Bearing in mind this was decades ago, I read a book by I think the founder of TWR who only said that "a radio station went bankrupt and we were able to use 800". No idea what that have been.
Yeah, that sounds like their attitude. Besides owning stations in Ecuador back in the later 60's, I compiled and edited several editions of the Latin American AM log for the National Radio Club, and there was no station on 800 that went bankrupt. Not in the Netherlands Antilles, not in Venezuela, Colombia, Panamá, Ecuador, Central America or anywhere in the Caribbean.
I'm sure TWR was going to be no help to a station like CKLW playing "devil rock and roll".
Or a local full service station in Maracaibo, just 400 km from Bonaire.

As I said, TWR back then was "dismissive" of any station except their own.
 
Yeah, that sounds like their attitude. Besides owning stations in Ecuador back in the later 60's, I compiled and edited several editions of the Latin American AM log for the National Radio Club, and there was no station on 800 that went bankrupt. Not in the Netherlands Antilles, not in Venezuela, Colombia, Panamá, Ecuador, Central America or anywhere in the Caribbean.

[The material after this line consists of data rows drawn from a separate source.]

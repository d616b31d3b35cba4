//! Legacy fixed-column authoring record.
//!
//! Before per-user workflows, every song carried the same fifteen boolean
//! authoring columns. Songs that never received dynamic progress rows are
//! still read through this record.

use serde::{Deserialize, Serialize};
use std::collections::HashMap;

use crate::domain::models::SongId;

/// The historical step identifiers, in their fixed order.
pub const LEGACY_STEP_FIELDS: [&str; 15] = [
    "demucs",
    "midi",
    "tempo_map",
    "fake_ending",
    "drums",
    "bass",
    "guitar",
    "vocals",
    "harmonies",
    "pro_keys",
    "keys",
    "animations",
    "drum_fills",
    "overdrive",
    "compile",
];

/// True if `step_name` is one of the fifteen legacy columns.
pub fn is_legacy_step(step_name: &str) -> bool {
    LEGACY_STEP_FIELDS.contains(&step_name)
}

/// Whether the legacy authoring table exists in this deployment.
///
/// Decided once when the store is opened.
#[derive(Debug, Clone, Copy, PartialEq, Eq)]
pub enum LegacyAvailability {
    Available,
    Unavailable,
}

impl LegacyAvailability {
    pub fn is_available(&self) -> bool {
        matches!(self, Self::Available)
    }
}

/// One song's legacy authoring columns.
#[derive(Debug, Clone, Copy, Default, PartialEq, Eq, Serialize, Deserialize)]
pub struct LegacyAuthoringRecord {
    pub song_id: SongId,
    pub demucs: bool,
    pub midi: bool,
    pub tempo_map: bool,
    pub fake_ending: bool,
    pub drums: bool,
    pub bass: bool,
    pub guitar: bool,
    pub vocals: bool,
    pub harmonies: bool,
    pub pro_keys: bool,
    pub keys: bool,
    pub animations: bool,
    pub drum_fills: bool,
    pub overdrive: bool,
    pub compile: bool,
}

impl LegacyAuthoringRecord {
    /// Empty record with every column false.
    pub fn new(song_id: SongId) -> Self {
        Self {
            song_id,
            ..Self::default()
        }
    }

    /// Record with every column true.
    pub fn all_complete(song_id: SongId) -> Self {
        let mut record = Self::new(song_id);
        for step in LEGACY_STEP_FIELDS {
            record.set(step, true);
        }
        record
    }

    /// Column values paired with their step identifiers, in legacy order.
    pub fn fields(&self) -> [(&'static str, bool); 15] {
        [
            ("demucs", self.demucs),
            ("midi", self.midi),
            ("tempo_map", self.tempo_map),
            ("fake_ending", self.fake_ending),
            ("drums", self.drums),
            ("bass", self.bass),
            ("guitar", self.guitar),
            ("vocals", self.vocals),
            ("harmonies", self.harmonies),
            ("pro_keys", self.pro_keys),
            ("keys", self.keys),
            ("animations", self.animations),
            ("drum_fills", self.drum_fills),
            ("overdrive", self.overdrive),
            ("compile", self.compile),
        ]
    }

    /// Set a column by step identifier. Returns false for unknown steps.
    pub fn set(&mut self, step_name: &str, value: bool) -> bool {
        let slot = match step_name {
            "demucs" => &mut self.demucs,
            "midi" => &mut self.midi,
            "tempo_map" => &mut self.tempo_map,
            "fake_ending" => &mut self.fake_ending,
            "drums" => &mut self.drums,
            "bass" => &mut self.bass,
            "guitar" => &mut self.guitar,
            "vocals" => &mut self.vocals,
            "harmonies" => &mut self.harmonies,
            "pro_keys" => &mut self.pro_keys,
            "keys" => &mut self.keys,
            "animations" => &mut self.animations,
            "drum_fills" => &mut self.drum_fills,
            "overdrive" => &mut self.overdrive,
            "compile" => &mut self.compile,
            _ => return false,
        };
        *slot = value;
        true
    }

    pub fn with(mut self, step_name: &str, value: bool) -> Self {
        self.set(step_name, value);
        self
    }

    /// Every legacy column is true.
    pub fn is_fully_complete(&self) -> bool {
        self.fields().iter().all(|(_, done)| *done)
    }

    /// The record seen through the dynamic step model.
    pub fn to_progress(&self) -> HashMap<String, bool> {
        self.fields()
            .iter()
            .map(|(step, done)| ((*step).to_string(), *done))
            .collect()
    }
}

#[cfg(test)]
mod tests {
    use super::*;

    #[test]
    fn test_fields_follow_legacy_order() {
        let record = LegacyAuthoringRecord::new(1);
        let names: Vec<&str> = record.fields().iter().map(|(n, _)| *n).collect();
        assert_eq!(names, LEGACY_STEP_FIELDS.to_vec());
    }

    #[test]
    fn test_set_and_to_progress() {
        let record = LegacyAuthoringRecord::new(4).with("drums", true).with("compile", true);
        let progress = record.to_progress();

        assert_eq!(progress.len(), 15);
        assert!(progress["drums"]);
        assert!(progress["compile"]);
        assert!(!progress["bass"]);
    }

    #[test]
    fn test_set_unknown_step() {
        let mut record = LegacyAuthoringRecord::new(1);
        assert!(!record.set("mixing", true));
        assert!(!record.is_fully_complete());
    }

    #[test]
    fn test_fully_complete() {
        assert!(LegacyAuthoringRecord::all_complete(1).is_fully_complete());
        assert!(!LegacyAuthoringRecord::all_complete(1).with("keys", false).is_fully_complete());
    }

    #[test]
    fn test_is_legacy_step() {
        assert!(is_legacy_step("pro_keys"));
        assert!(!is_legacy_step("mixing"));
    }
}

Or a local full service station in Maracaibo, just 400 km from Bonaire.

As I said, TWR back then was "dismissive" of any station except their own.
Very interesting, not surprising.
 
This was later in the 70s, but my foggy brain seems to remember the RN broadcasts being cut to 70 minutes. I remember Tom Meijer doing a separate bilungual "Happy Station 70 (referring to the length)" where he spoke i a mellow tone, I guess getting his Carribean vibe on.
I think you are correct. My own foggy memory recalls that when RN's medium wave block on 800 kHz was moved up to 2300 UTC in the late 70s it was also cut to 90 minutes. Spanish would have been at 2300, English at 2335, and the 20 minute newscast in Dutch at 0010. On days when the Spanish and English segments were combined into the bilingual show it would have resulted in a 70 minute program before the Dutch newscast.

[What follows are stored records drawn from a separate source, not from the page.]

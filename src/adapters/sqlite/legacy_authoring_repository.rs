//! SQLite reader for the legacy `authoring` table.
//!
//! The table may have been dropped in some deployments. Its presence is probed
//! once by [`SqliteLegacyAuthoringRepository::open`]; an unavailable source
//! answers every read with an empty list instead of querying.

use async_trait::async_trait;
use sqlx::{QueryBuilder, Sqlite, SqlitePool};
use tracing::{debug, warn};

use crate::adapters::sqlite::{distinct_ids, ID_CHUNK_SIZE};
use crate::domain::errors::DomainResult;
use crate::domain::models::{LegacyAuthoringRecord, LegacyAvailability, SongId};
use crate::domain::ports::LegacyAuthoringSource;

const SELECT_COLUMNS: &str = "SELECT song_id, demucs, midi, tempo_map, fake_ending, drums, bass, guitar, vocals, \
     harmonies, pro_keys, keys, animations, drum_fills, overdrive, compile FROM authoring";

#[derive(Clone)]
pub struct SqliteLegacyAuthoringRepository {
    pool: SqlitePool,
    availability: LegacyAvailability,
}

impl SqliteLegacyAuthoringRepository {
    pub fn new(pool: SqlitePool, availability: LegacyAvailability) -> Self {
        Self { pool, availability }
    }

    /// Probe for the legacy table and build a source bound to the result.
    ///
    /// A failed probe is treated as unavailable.
    pub async fn open(pool: SqlitePool) -> Self {
        let availability = match probe_legacy_table(&pool).await {
            Ok(true) => LegacyAvailability::Available,
            Ok(false) => {
                debug!("legacy authoring table not present");
                LegacyAvailability::Unavailable
            }
            Err(e) => {
                warn!(error = %e, "legacy authoring probe failed; legacy fallback disabled");
                LegacyAvailability::Unavailable
            }
        };
        Self::new(pool, availability)
    }
}

async fn probe_legacy_table(pool: &SqlitePool) -> Result<bool, sqlx::Error> {
    let (count,): (i64,) =
        sqlx::query_as("SELECT COUNT(*) FROM sqlite_master WHERE type = 'table' AND name = 'authoring'")
            .fetch_one(pool)
            .await?;
    Ok(count > 0)
}

#[async_trait]
impl LegacyAuthoringSource for SqliteLegacyAuthoringRepository {
    fn availability(&self) -> LegacyAvailability {
        self.availability
    }

    async fn records_for_songs(&self, song_ids: &[SongId]) -> DomainResult<Vec<LegacyAuthoringRecord>> {
        if !self.availability.is_available() {
            return Ok(Vec::new());
        }

        let mut records = Vec::new();
        for chunk in distinct_ids(song_ids).chunks(ID_CHUNK_SIZE) {
            let mut builder: QueryBuilder<Sqlite> = QueryBuilder::new(SELECT_COLUMNS);
            builder.push(" WHERE song_id IN (");
            let mut separated = builder.separated(", ");
            for id in chunk {
                separated.push_bind(*id);
            }
            separated.push_unseparated(")");

            let rows: Vec<AuthoringRow> = builder.build_query_as().fetch_all(&self.pool).await?;
            records.extend(rows.into_iter().map(LegacyAuthoringRecord::from));
        }

        Ok(records)
    }

    async fn records_after(&self, after_song_id: SongId, limit: usize) -> DomainResult<Vec<LegacyAuthoringRecord>> {
        if !self.availability.is_available() {
            return Ok(Vec::new());
        }

        let limit = i64::try_from(limit).unwrap_or(i64::MAX);
        let sql = format!("{SELECT_COLUMNS} WHERE song_id > ? ORDER BY song_id LIMIT ?");
        let rows: Vec<AuthoringRow> = sqlx::query_as(&sql)
            .bind(after_song_id)
            .bind(limit)
            .fetch_all(&self.pool)
            .await?;

        Ok(rows.into_iter().map(LegacyAuthoringRecord::from).collect())
    }
}

/// Legacy columns are nullable; NULL reads as not done.
#[derive(sqlx::FromRow)]
struct AuthoringRow {
    song_id: i64,
    demucs: Option<bool>,
    midi: Option<bool>,
    tempo_map: Option<bool>,
    fake_ending: Option<bool>,
    drums: Option<bool>,
    bass: Option<bool>,
    guitar: Option<bool>,
    vocals: Option<bool>,
    harmonies: Option<bool>,
    pro_keys: Option<bool>,
    keys: Option<bool>,
    animations: Option<bool>,
    drum_fills: Option<bool>,
    overdrive: Option<bool>,
    compile: Option<bool>,
}

impl From<AuthoringRow> for LegacyAuthoringRecord {
    fn from(row: AuthoringRow) -> Self {
        Self {
            song_id: row.song_id,
            demucs: row.demucs.unwrap_or(false),
            midi: row.midi.unwrap_or(false),
            tempo_map: row.tempo_map.unwrap_or(false),
            fake_ending: row.fake_ending.unwrap_or(false),
            drums: row.drums.unwrap_or(false),
            bass: row.bass.unwrap_or(false),
            guitar: row.guitar.unwrap_or(false),
            vocals: row.vocals.unwrap_or(false),
            harmonies: row.harmonies.unwrap_or(false),
            pro_keys: row.pro_keys.unwrap_or(false),
            keys: row.keys.unwrap_or(false),
            animations: row.animations.unwrap_or(false),
            drum_fills: row.drum_fills.unwrap_or(false),
            overdrive: row.overdrive.unwrap_or(false),
            compile: row.compile.unwrap_or(false),
        }
    }
}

I'll have to dig into my "archive" of radio stuff to verify. I do recall the RN medium wave broadcasts were gone by 1980.
 
The coverage daytime was not that bad... it ran from the coastal area East of Caracas to Eastern Panamá, a distance of nearly 1000 miles and including Caracas, Maracaibo, Santa Marta, Barranquilla, Cartagena and a bunch of other coastal cities. From what I recall, from working on some projects in Venezuela in the 70's and visiting often in the late 60s, the signal only made it 30 to 40 miles inland at best.

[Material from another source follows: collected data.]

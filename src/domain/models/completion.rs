//! Derived completion results.

use serde::{Deserialize, Serialize};
use std::collections::HashMap;

use crate::domain::models::SongId;

/// Completion results keyed by song id.
pub type CompletionMap = HashMap<SongId, CompletionResult>;

/// Completion of one song against its owner's effective workflow.
#[derive(Debug, Clone, Default, PartialEq, Eq, Serialize, Deserialize)]
pub struct CompletionResult {
    /// Percentage 0-100, or `None` when the effective workflow has no steps.
    pub completion: Option<u8>,
    /// Display names of incomplete steps, in workflow order. Only filled when
    /// remaining steps were requested.
    pub remaining_steps: Vec<String>,
    /// Step identifiers the percentage was computed over.
    pub workflow_fields: Vec<String>,
}

impl CompletionResult {
    /// Result for a song whose effective workflow is empty.
    pub fn undefined() -> Self {
        Self::default()
    }
}

/// `round(100 * completed / total)` with halves rounded up, in integer math.
///
/// Returns `None` for a zero-step workflow. `completed` is clamped to `total`.
pub fn completion_percentage(completed: usize, total: usize) -> Option<u8> {
    if total == 0 {
        return None;
    }
    let completed = completed.min(total) as u64;
    let total = total as u64;
    let rounded = (200 * completed + total) / (2 * total);
    u8::try_from(rounded).ok()
}
impl BackfillService {
    pub fn new(
        legacy: Arc<dyn LegacyAuthoringSource>,
        progress: Arc<dyn ProgressRepository>,
        workflows: Arc<dyn WorkflowRepository>,
        songs: Arc<dyn SongRepository>,
    ) -> Self {
        Self {
            legacy,
            progress,
            workflows,
            songs,
            cache: None,
            policy: UncompletePolicy::default(),
        }
    }

    pub fn with_cache(mut self, cache: Arc<CompletionCache>) -> Self {
        self.cache = Some(cache);
        self
    }

    pub fn with_policy(mut self, policy: UncompletePolicy) -> Self {
        self.policy = policy;
        self
    }

    pub fn legacy_availability(&self) -> LegacyAvailability {
        self.legacy.availability()
    }

    pub async fn run(&self, options: BackfillOptions) -> DomainResult<BackfillReport> {
        if options.batch_size == 0 {
            return Err(DomainError::ValidationFailed("batch_size must be greater than 0".to_string()));
        }

        let mut report = BackfillReport {
            dry_run: options.dry_run,
            ..BackfillReport::default()
        };

        if !self.legacy.availability().is_available() {
            warn!("legacy authoring table unavailable; nothing to backfill");
            return Ok(report);
        }

        let now = Utc::now();
        let mut after = SongId::MIN;
        loop {
            let records = self.legacy.records_after(after, options.batch_size).await?;
            let Some(last) = records.last() else {
                break;
            };
            after = last.song_id;

            self.process_batch(&records, &options, now, &mut report).await?;
            report.batches += 1;

            if records.len() < options.batch_size {
                break;
            }
        }

        info!(
            dry_run = report.dry_run,
            batches = report.batches,
            scanned = report.songs_scanned,
            skipped = report.songs_skipped,
            inserted = report.rows_inserted,
            updated = report.rows_updated,
            unchanged = report.rows_unchanged,
            fully_completed = report.songs_fully_completed,
            "legacy backfill finished"
        );
        Ok(report)
    }

    async fn process_batch(
        &self,
        records: &[LegacyAuthoringRecord],
        options: &BackfillOptions,
        now: DateTime<Utc>,
        report: &mut BackfillReport,
    ) -> DomainResult<()> {
        let song_ids: Vec<SongId> = records.iter().map(|r| r.song_id).collect();

        let (owners, existing_rows) = tokio::try_join!(
            self.songs.owners_for_songs(&song_ids),
            self.progress.rows_for_songs(&song_ids),
        )?;

        // Owner workflows only matter for fully complete songs.
        let owner_ids: Vec<UserId> = records
            .iter()
            .filter(|r| r.is_fully_complete())
            .filter_map(|r| owners.get(&r.song_id).copied())
            .collect::<BTreeSet<_>>()
            .into_iter()
            .collect();
        let workflows = if owner_ids.is_empty() {
            HashMap::new()
        } else {
            self.workflows.steps_for_users(&owner_ids).await?
        };

        let songs_with_rows: HashSet<SongId> = existing_rows.iter().map(|r| r.song_id).collect();
        let existing: HashMap<(SongId, &str), &SongProgress> = existing_rows
            .iter()
            .map(|row| ((row.song_id, row.step_name.as_str()), row))
            .collect();

        let mut writes = Vec::new();
        let mut touched = Vec::new();

        for record in records {
            report.songs_scanned += 1;

            let Some(owner) = owners.get(&record.song_id) else {
                warn!(song_id = record.song_id, "legacy record has no matching song; skipping");
                report.songs_skipped += 1;
                continue;
            };
            if options.only_missing && songs_with_rows.contains(&record.song_id) {
                report.songs_skipped += 1;
                continue;
            }

            let mut desired: Vec<(String, bool)> = record
                .fields()
                .iter()
                .map(|(step, done)| ((*step).to_string(), *done))
                .collect();

            if record.is_fully_complete() {
                report.songs_fully_completed += 1;
                if let Some(steps) = workflows.get(owner) {
                    desired.extend(
                        steps
                            .iter()
                            .filter(|s| !is_legacy_step(&s.step_name))
                            .map(|s| (s.step_name.clone(), true)),
                    );
                }
            }

            let writes_before = writes.len();
            for (step_name, done) in desired {
                match existing.get(&(record.song_id, step_name.as_str())) {
                    Some(row) if row.is_completed == done => report.rows_unchanged += 1,
                    Some(row) => {
                        writes.push(row.transition(done, None, now, self.policy));
                        report.rows_updated += 1;
                    }
                    None => {
                        writes.push(SongProgress::new(record.song_id, step_name, done, now));
                        report.rows_inserted += 1;
                    }
                }
            }
            if writes.len() > writes_before {
                touched.push(record.song_id);
            }
        }

        debug!(
            records = records.len(),
            planned_writes = writes.len(),
            dry_run = options.dry_run,
            "processed backfill batch"
        );

        if options.dry_run || writes.is_empty() {
            return Ok(());
        }

        self.progress.upsert(&writes).await?;
        if let Some(cache) = &self.cache {
            for song_id in touched {
                cache.invalidate_song(song_id);
            }
        }
        Ok(())
    }
}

I don't think that the Netherlands entity leased the station... I think TWR gave the time as an exchange for the licensing and permits.

Did they actually do a Dutch service? The Netherlands Antilles speak Papaiamento, along with English and Spanish, but I never ever heard "real" Dutch spoken there, even if technically Dutch is one of the three official languages.
The Dodger's great closing pitcher Kenley Jansen is from the NA and speaks all the local languages.
 
However in the 1960s and early 70s TWR also clashed with what was then XELO, a border blaster that ran English language religion at night.
By the early 70's XELO had become XEROK, X-Rock 80 and tried to replicate the success of the later 60's and 70's success of KOMA. But by then nearly every market, even smaller ones, had a local Top 40 and it did not really succeed... plus KOMA's big billing was from movies and shows and that radio money did not spend on a distant station any more.